Comforting spectacle of a Labour nationalisation

There was something comforting about a Labour government nationalising Northern Rock – it’s the natural order of things. Come to think of it, even Harold Wilson never got as far as the banks. He stuck at steel.  But will the two little words Northern and Rock become as resonant for New Labour as Black and Wednesday became for Conservatives?

Maybe not. Black Wednesday, way back in 1992, and Britain’s ignominious ejection from the ill-starred ERM adventure (thank you Nigel Lawson) was the moment when the feeling crystalised that the Tories were not competent to manage the nation’s economy. That has not happened for Labour – yet. And the legacy of poor Tory opposition is the major reason.
 
In fact the 18 years of Conservative rule were, with some bad exceptions, an era of exceptionally good economic management which hauled the country back from the depths of the economic old second division to a respectable position in the old Div. One.

It wasn’t always pretty and the PR was often sadly lacking, but if you looked at the annual league tables of international competitiveness produced by organisations like the World Economic Forum (WEF), Britain’s position in 1997 was for the first time in generations getting much better relative to other major economies.

The (in)famous Gordon Brown line from 1995 that we were “slipping down the competitiveness league tables” ignored the fact that new (and hyper-capitalist) economies such as Singapore and Hong Kong had been added into the tables. It was like adding AC Milan and Barcelona to the premiership and then claiming Man U and Arsenal were slipping back.

In fact the 1997 WEF survey - sadly published just after the general election – showed that despite the adding of these Tiger economies to the table, the UK was shooting up the table to 7th place – well ahead of Germany in 25th and France in 23rd places.

In 1998 Britain advanced further to 4th place – a testament to the ongoing legacy of fine Tory economic management, obviously - but since then our rating has slipped,, settling this year on 9th place, behind Germany.

Remember another of Brown’s great catchphrases – “Black Hole” - Britain’s finances had, apparently, by 1997 sunk into one. In fact, the UK’s fiscal deficit had improved in absolute and relative terms between ’79 and ’97.

Brown’s record on government debt was in fairness also good - until recently at least - but only at the expense of shifting the burden onto the taxpayer and burgeoning private debt. Brown has also contrived to run a fiscal deficit when times were good, leaving to fat for the lean times now well on the way.
OK, I sense I’m beginning to bore you, so last heavy point, I promise.

Productivity - the holy grail of the UK’s economic performance and a key measure of efficiency or competitiveness. A year or so ago Brown claimed on the Today programme that Britain’s productivity performance was “better than France or Germany’s”. Needless to say he wasn’t challenged by the star-struck thrall put up by Radio 4 to interview him.
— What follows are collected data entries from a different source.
//! Non-caching reuse-distance tracers and an offline packing estimator
//! (spec §4.13).
//!
//! Grounded on `original_source/src/shadowlru.cpp`. These don't admit or
//! evict anything: `ShadowLru` keeps an unbounded recency list and, on
//! every request, walks it front-to-back summing byte sizes until it finds
//! the key (the walk's running sum is the *reuse distance*), records that
//! distance into a [`HitRateCurve`], then moves the key to the front.
//! `ShadowSlab` and `PartSlab` compose several such shadow LRUs (one per
//! slab class, or one per hash partition) into one approximate global
//! distance. `SegmentUtil` is unrelated to the other three: a one-shot,
//! off-line bin-packer used to estimate flash segment packing efficiency.

use crate::collections::{BTreeMap, HashMap, String, Vec};
use crate::hashing::sha1_shard;
use crate::policy::{Outcome, Policy};
use crate::request::Request;
use crate::slabclass::SlabClassTable;
use crate::stats::Stats;
use crate::{IdList, PolicyError};

const ONE_GIB: u64 = 1024 * 1024 * 1024;

/// Histogram of reuse distances, indexed sparsely since distances span up
/// to [`ONE_GIB`].
#[derive(Debug, Clone, Default)]
pub struct HitRateCurve {
    hits: BTreeMap<u64, u64>,
    too_big_hit: u64,
    misses: u64,
}

impl HitRateCurve {
    /// An empty curve.
    pub fn new() -> Self {
        Self::default()
    }

    /// Records a hit at reuse distance `distance` bytes; distances at or
    /// beyond 1 GiB collapse into `too_big_hit`.
    pub fn record_hit(&mut self, distance: u64) {
        if distance >= ONE_GIB {
            self.too_big_hit += 1;
        } else {
            *self.hits.entry(distance).or_insert(0) += 1;
        }
    }

    /// Records a miss (no reuse distance to bucket).
    pub fn record_miss(&mut self) {
        self.misses += 1;
    }

    /// Count of hits collapsed into the overflow bucket.
    pub fn too_big_hit(&self) -> u64 {
        self.too_big_hit
    }

    /// Writes the empirical CDF: a `distance cumfrac` header, then one
    /// `d f` line per distance with a nonzero hit count, where `f` is the
    /// fraction of all accesses (hits + misses) that hit at or before `d`.
    pub fn dump_cdf<W: core::fmt::Write>(&self, w: &mut W) -> core::fmt::Result {
        writeln!(w, "distance cumfrac")?;
        let total = self.misses + self.too_big_hit + self.hits.values().sum::<u64>();
        if total == 0 {
            return Ok(());
        }
        let mut cum = 0u64;
        for (&d, &count) in &self.hits {
            cum += count;
            let f = cum as f64 / total as f64;
            writeln!(w, "{d} {f}")?;
        }
        Ok(())
    }
}

/// Unbounded recency-list reuse-distance tracer (spec §4.13).
#[derive(Debug)]
pub struct ShadowLru {
    sizes: HashMap<u32, u64>,
    order: IdList,
    curve: HitRateCurve,
    stats: Stats,
}

impl ShadowLru {
    /// Builds an empty tracer.
    pub fn new() -> Self {
        Self {
            sizes: HashMap::default(),
            order: IdList::new(),
            curve: HitRateCurve::new(),
            stats: Stats::new(),
        }
    }

    /// Reference to the accumulated hit-rate curve.
    pub fn hit_rate_curve(&self) -> &HitRateCurve {
        &self.curve
    }

    fn distance_of(&self, kid: u32) -> u64 {
        let mut sum = 0u64;
        for id in self.order.iter() {
            if id == kid {
                return sum;
            }
            sum += self.sizes[&id];
        }
        sum
    }
}

impl Default for ShadowLru {
    fn default() -> Self {
        Self::new()
    }
}

impl Policy for ShadowLru {
    fn process_request(&mut self, req: &Request, warmup: bool) -> Result<Outcome, PolicyError> {
        let size = req.size();
        let outcome = if self.order.contains(req.kid) {
            let distance = self.distance_of(req.kid);
            self.order.move_to_front(req.kid);
            if !warmup {
                self.curve.record_hit(distance);
                self.stats.record_hit(None);
            }
            Outcome::Hit { distance: Some(distance) }
        } else {
            self.order.push_front(req.kid);
            self.sizes.insert(req.kid, size);
            if !warmup {
                self.curve.record_miss();
                self.stats.record_miss();
            }
            Outcome::Miss
        };
        self.stats.bytes_cached = self.sizes.values().sum();
        Ok(outcome)
    }

    fn bytes_cached(&self) -> u64 {
        self.sizes.values().sum()
    }

    fn name(&self) -> &'static str {
        "shadow_lru"
    }

    fn stats(&self) -> &Stats {
        &self.stats
    }
}

/// Per-slab-class shadow LRU composing an *approximate global* reuse
/// distance: `slab_id * SLABSIZE + (dist_in_class mod SLABSIZE)` (spec
/// §4.13).
#[derive(Debug)]
pub struct ShadowSlab {
    table: SlabClassTable,
    per_class: HashMap<u32, ShadowLru>,
    curve: HitRateCurve,
    stats: Stats,
}

const SLABSIZE: u64 = 1024 * 1024;

impl ShadowSlab {
    /// Builds an empty tracer over the memcached class table at
    /// `growth_factor`.
    pub fn new(growth_factor: f64) -> Self {
        Self {
            table: SlabClassTable::memcached(growth_factor),
            per_class: HashMap::default(),
            curve: HitRateCurve::new(),
            stats: Stats::new(),
        }
    }

    /// Reference to the accumulated hit-rate curve.
    pub fn hit_rate_curve(&self) -> &HitRateCurve {
        &self.curve
    }
}

impl Policy for ShadowSlab {
    fn process_request(&mut self, req: &Request, warmup: bool) -> Result<Outcome, PolicyError> {
        let Some(class) = self.table.classify(req.size()) else {
            if !warmup {
                self.stats.record_miss();
                self.curve.record_miss();
            }
            return Ok(Outcome::Miss);
        };

        let shadow = self.per_class.entry(class.id).or_insert_with(ShadowLru::new);
        let was_hit = shadow.order.contains(req.kid);
        let dist_in_class = if was_hit { shadow.distance_of(req.kid) } else { 0 };
        let outcome = shadow.process_request(req, true)?;

        if !outcome.is_hit() {
            if !warmup {
                self.curve.record_miss();
                self.stats.record_miss();
            }
            self.stats.bytes_cached = self.bytes_cached();
            return Ok(Outcome::Miss);
        }

        let global_dist = u64::from(class.id) * SLABSIZE + (dist_in_class % SLABSIZE);
        if !warmup {
            self.curve.record_hit(global_dist);
            self.stats.record_hit(None);
        }
        self.stats.bytes_cached = self.bytes_cached();
        Ok(Outcome::Hit { distance: Some(global_dist) })
    }

    fn bytes_cached(&self) -> u64 {
        self.per_class.values().map(Policy::bytes_cached).sum()
    }

    fn name(&self) -> &'static str {
        "shadow_slab"
    }

    fn stats(&self) -> &Stats {
        &self.stats
    }
}

/// Hash-partitioned shadow LRU composing `global_dist ≈ partition_dist *
/// P + partition_id` (spec §4.13).
#[derive(Debug)]
pub struct PartSlab {
    partitions: Vec<ShadowLru>,
    curve: HitRateCurve,
    stats: Stats,
}

impl PartSlab {
    /// Builds `num_partitions` independent shadow LRUs.
    pub fn new(num_partitions: u32) -> Self {
        Self {
            partitions: (0..num_partitions).map(|_| ShadowLru::new()).collect(),
            curve: HitRateCurve::new(),
            stats: Stats::new(),
        }
    }

    /// Reference to the accumulated hit-rate curve.
    pub fn hit_rate_curve(&self) -> &HitRateCurve {
        &self.curve
    }

    fn partition_of(&self, kid: u32) -> usize {
        sha1_shard(kid, self.partitions.len() as u64) as usize
    }
}

impl Policy for PartSlab {
    fn process_request(&mut self, req: &Request, warmup: bool) -> Result<Outcome, PolicyError> {
        let p = self.partition_of(req.kid);
        let was_hit = self.partitions[p].order.contains(req.kid);
        let partition_dist = if was_hit { self.partitions[p].distance_of(req.kid) } else { 0 };
        let outcome = self.partitions[p].process_request(req, true)?;

        if !outcome.is_hit() {
            if !warmup {
                self.curve.record_miss();
                self.stats.record_miss();
            }
            self.stats.bytes_cached = self.bytes_cached();
            return Ok(Outcome::Miss);
        }

        let global_dist = partition_dist * self.partitions.len() as u64 + p as u64;
        if !warmup {
            self.curve.record_hit(global_dist);
            self.stats.record_hit(None);
        }
        self.stats.bytes_cached = self.bytes_cached();
        Ok(Outcome::Hit { distance: Some(global_dist) })
    }

    fn bytes_cached(&self) -> u64 {
        self.partitions.iter().map(Policy::bytes_cached).sum()
    }

    fn name(&self) -> &'static str {
        "part_slab"
    }

    fn stats(&self) -> &Stats {
        &self.stats
    }
}

/// 32-bit MurmurHash3 finalizer-style mix, used only to pick candidate
/// page offsets for [`SegmentUtil`]; not a general hashing API.
fn murmur3_32(key: u64, seed: u32) -> u32 {
    let mut h = seed ^ (key as u32) ^ ((key >> 32) as u32).wrapping_mul(0x9747_b28c);
    h ^= h >> 16;
    h = h.wrapping_mul(0x85eb_ca6b);
    h ^= h >> 13;
    h = h.wrapping_mul(0xc2b2_ae35);
    h ^= h >> 16;
    h
}

const PAGE_SIZE: u64 = 4096;

/// One-shot off-line flash-segment packing estimator (spec §4.13).
///
/// Accumulates items until the configured bound is reached, then packs
/// them largest-first into a fixed page array by probing
/// `num_hash_functions` MurmurHash3 offsets per item; an item occupies one
/// head page, zero or more full pages and one tail page, and an offset is
/// rejected if any page in the run is already occupied or the run would
/// cross the end of the array.
#[derive(Debug)]
pub struct SegmentUtil {
    bound: u64,
    num_hash_functions: u32,
    page_count: usize,
    items: Vec<u64>,
    accumulated: u64,
}

impl SegmentUtil {
    /// Builds a packer targeting `page_count` pages of [`PAGE_SIZE`] bytes
    /// each, accumulating input up to `bound` bytes before packing.
    pub fn new(bound: u64, page_count: usize, num_hash_functions: u32) -> Self {
        Self {
            bound,
            num_hash_functions,
            page_count,
            items: Vec::new(),
            accumulated: 0,
        }
    }

    /// Adds one item's size to the pending batch. Returns `true` once the
    /// configured bound has been reached (the batch is ready to pack).
    pub fn add(&mut self, size: u64) -> bool {
        self.items.push(size);
        self.accumulated += size;
        self.accumulated >= self.bound
    }

    /// Packs the accumulated batch and returns the achieved utilization
    /// (placed bytes / total page-array bytes), clearing the batch.
    pub fn pack(&mut self) -> f64 {
        let mut items = core::mem::take(&mut self.items);
        self.accumulated = 0;
        items.sort_unstable_by(|a, b| b.cmp(a));

        let mut pages = crate::collections::vec![false; self.page_count];
        let mut placed_bytes = 0u64;

        for (idx, &size) in items.iter().enumerate() {
            let needed = ((size + PAGE_SIZE - 1) / PAGE_SIZE).max(1) as usize;
            let mut placed = false;
            for h in 0..self.num_hash_functions {
                let offset = (murmur3_32(idx as u64, h) as usize) % self.page_count.max(1);
                if offset + needed > self.page_count {
                    continue;
                }
                if pages[offset..offset + needed].iter().any(|&occupied| occupied) {
                    continue;
                }
                for p in &mut pages[offset..offset + needed] {
                    *p = true;
                }
                placed_bytes += size;
                placed = true;
                break;
            }
            let _ = placed;
        }

        let total_page_bytes = self.page_count as u64 * PAGE_SIZE;
        if total_page_bytes == 0 {
            0.0
        } else {
            placed_bytes as f64 / total_page_bytes as f64
        }
    }
}

#[cfg(test)]
mod tests {
    use super::*;

    fn req(kid: u32, size: u32) -> Request {
        Request::new(0.0, 0, 0, 0, size, kid)
    }

    #[test]
    fn repeat_access_records_a_reuse_distance_and_refreshes_recency() {
        let mut c = ShadowLru::new();
        c.process_request(&req(1, 10), false).unwrap();
        c.process_request(&req(2, 10), false).unwrap();
        let outcome = c.process_request(&req(1, 10), false).unwrap();
        assert_eq!(outcome, Outcome::hit());
        assert_eq!(c.hit_rate_curve().hits.get(&10), Some(&1));
        assert_eq!(c.order.front(), Some(1));
    }

    #[test]
    fn huge_distance_collapses_into_too_big_bucket() {
        let mut c = ShadowLru::new();
        c.process_request(&req(1, (ONE_GIB + 1) as u32), false).unwrap();
        for kid in 2..20u32 {
            c.process_request(&req(kid, u32::MAX / 4), false).unwrap();
        }
        c.process_request(&req(1, (ONE_GIB + 1) as u32), false).unwrap();
        assert!(c.hit_rate_curve().too_big_hit() >= 1);
    }

    #[test]
    fn dump_cdf_reports_nondecreasing_cumulative_fraction() {
        let mut c = ShadowLru::new();
        c.process_request(&req(1, 1), false).unwrap();
        c.process_request(&req(2, 1), false).unwrap();
        c.process_request(&req(1, 1), false).unwrap();
        c.process_request(&req(2, 1), false).unwrap();
        let mut out = String::new();
        c.hit_rate_curve().dump_cdf(&mut out).unwrap();
        assert!(out.starts_with("distance cumfrac"));
    }

    #[test]
    fn part_slab_partitions_are_independent() {
        let mut c = PartSlab::new(4);
        for kid in 0..50u32 {
            c.process_request(&req(kid, 1), false).unwrap();
        }
        assert_eq!(c.bytes_cached(), 50);
    }

    #[test]
    fn segment_util_never_exceeds_full_utilization() {
        let mut su = SegmentUtil::new(64 * 1024, 32, 3);
        for size in [4096u64, 8192, 2048, 4096, 16384] {
            su.add(size);
        }
        let util = su.pack();
        assert!(util <= 1.0);
        assert!(util >= 0.0);
    }
}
Some perspective, because this matters. By the end of the 1970s, after decades of left-wing economic management – not least under that old socialist Ted Heath - Germany and France had overtaken Britain’s productivity, with Italy and Japan not far behind. The US was out of sight.

During the ‘80s, the Tories managed to steady things and the growth in the productivity gap with our main competitors was slowing. By the ‘90s, despite the legacy of woeful monetary mismanagement of the Lawson years (that ERM thing again), Britain’s productivity growth was top of the table of major economic powers -  yes, the gap was finally was closing – and for first time under any government for more than a century, Britain’s productivity growth was above the average for its main competitors.    
 
And since 1997? Our rate of improvement has began to slip back.
So what of Iron Man’s ‘Today’ programme claim that our productivity was better than France or Germany’s? There are in fact two main ways of measuring productivity – per hour and per worker. International comparisons are generally based on the per hour figures because of widely differing working hours. On a per worker basis, a country where working hours were increasing could claim an improved relative productivity position, even though the per hour figure was falling and the real productivity performance was deteriorating.

So the man who apparently binned spin and is in favour of a better work-life balance for Britain’s workers, used a secondary set of figures and Britain’s long working hours to make his deeply dodgy claim. And the nice people at the BBC didn’t pick it up. What a surprise! Using the more generally accepted productivity figures, Britain’s growth has again been overtaken by France and Germany by a substantial margin – not to mention the Eurozone countries.
So back to the Rock. I think the way the Rock was run epitomises much of the corruption at the core of business culture – but more of that on another day. The regulator should also have picked up on the bank’s out-of-kilter savings to loan ratios which had been flagged up by commentators. One might also have hoped that the Rock’s sleek and well-paid non-ex directors might have earned their plump remuneration by tinkling on the alarm bells.

So far so bad. It gets worse. The bank should never have been bailed out with guarantees - courtesy of you and me - any more than Rover or a host of other failed businesses should have been.

A more nimble Treasury, under anyone more competent than Alistair Darling, who more and more resembles the self-important, bungling, minor Scottish local authority chief-executive which is his true career level, would have moved fast with limited guarantees and a quick sale to another bank, which would almost certainly been do-able.

So it’s bad for Brown, but not fatal. Whether it becomes so depends on how bad the economic downturn becomes and how good the Tories are.

The failure of the Tory opposition since ’97 to counter the claim that they had presided over 18 years of Boom and Bust, and until recently to dent Iron Man’s economic reputation means the clunking killer blow has yet to land. Only Frankie Maude made any headway as shadow chancellor with his “stealth tax” line. But Obsorne, thanks goodness, is beginning to grow into the job, so there is some hope.

Northern Rock hasn’t quite killed Labour’s hard-won and not entirely fair reputation for economic competence. It’s more likely to be death by a thousand cuts – and I’m going to enjoy every one of them.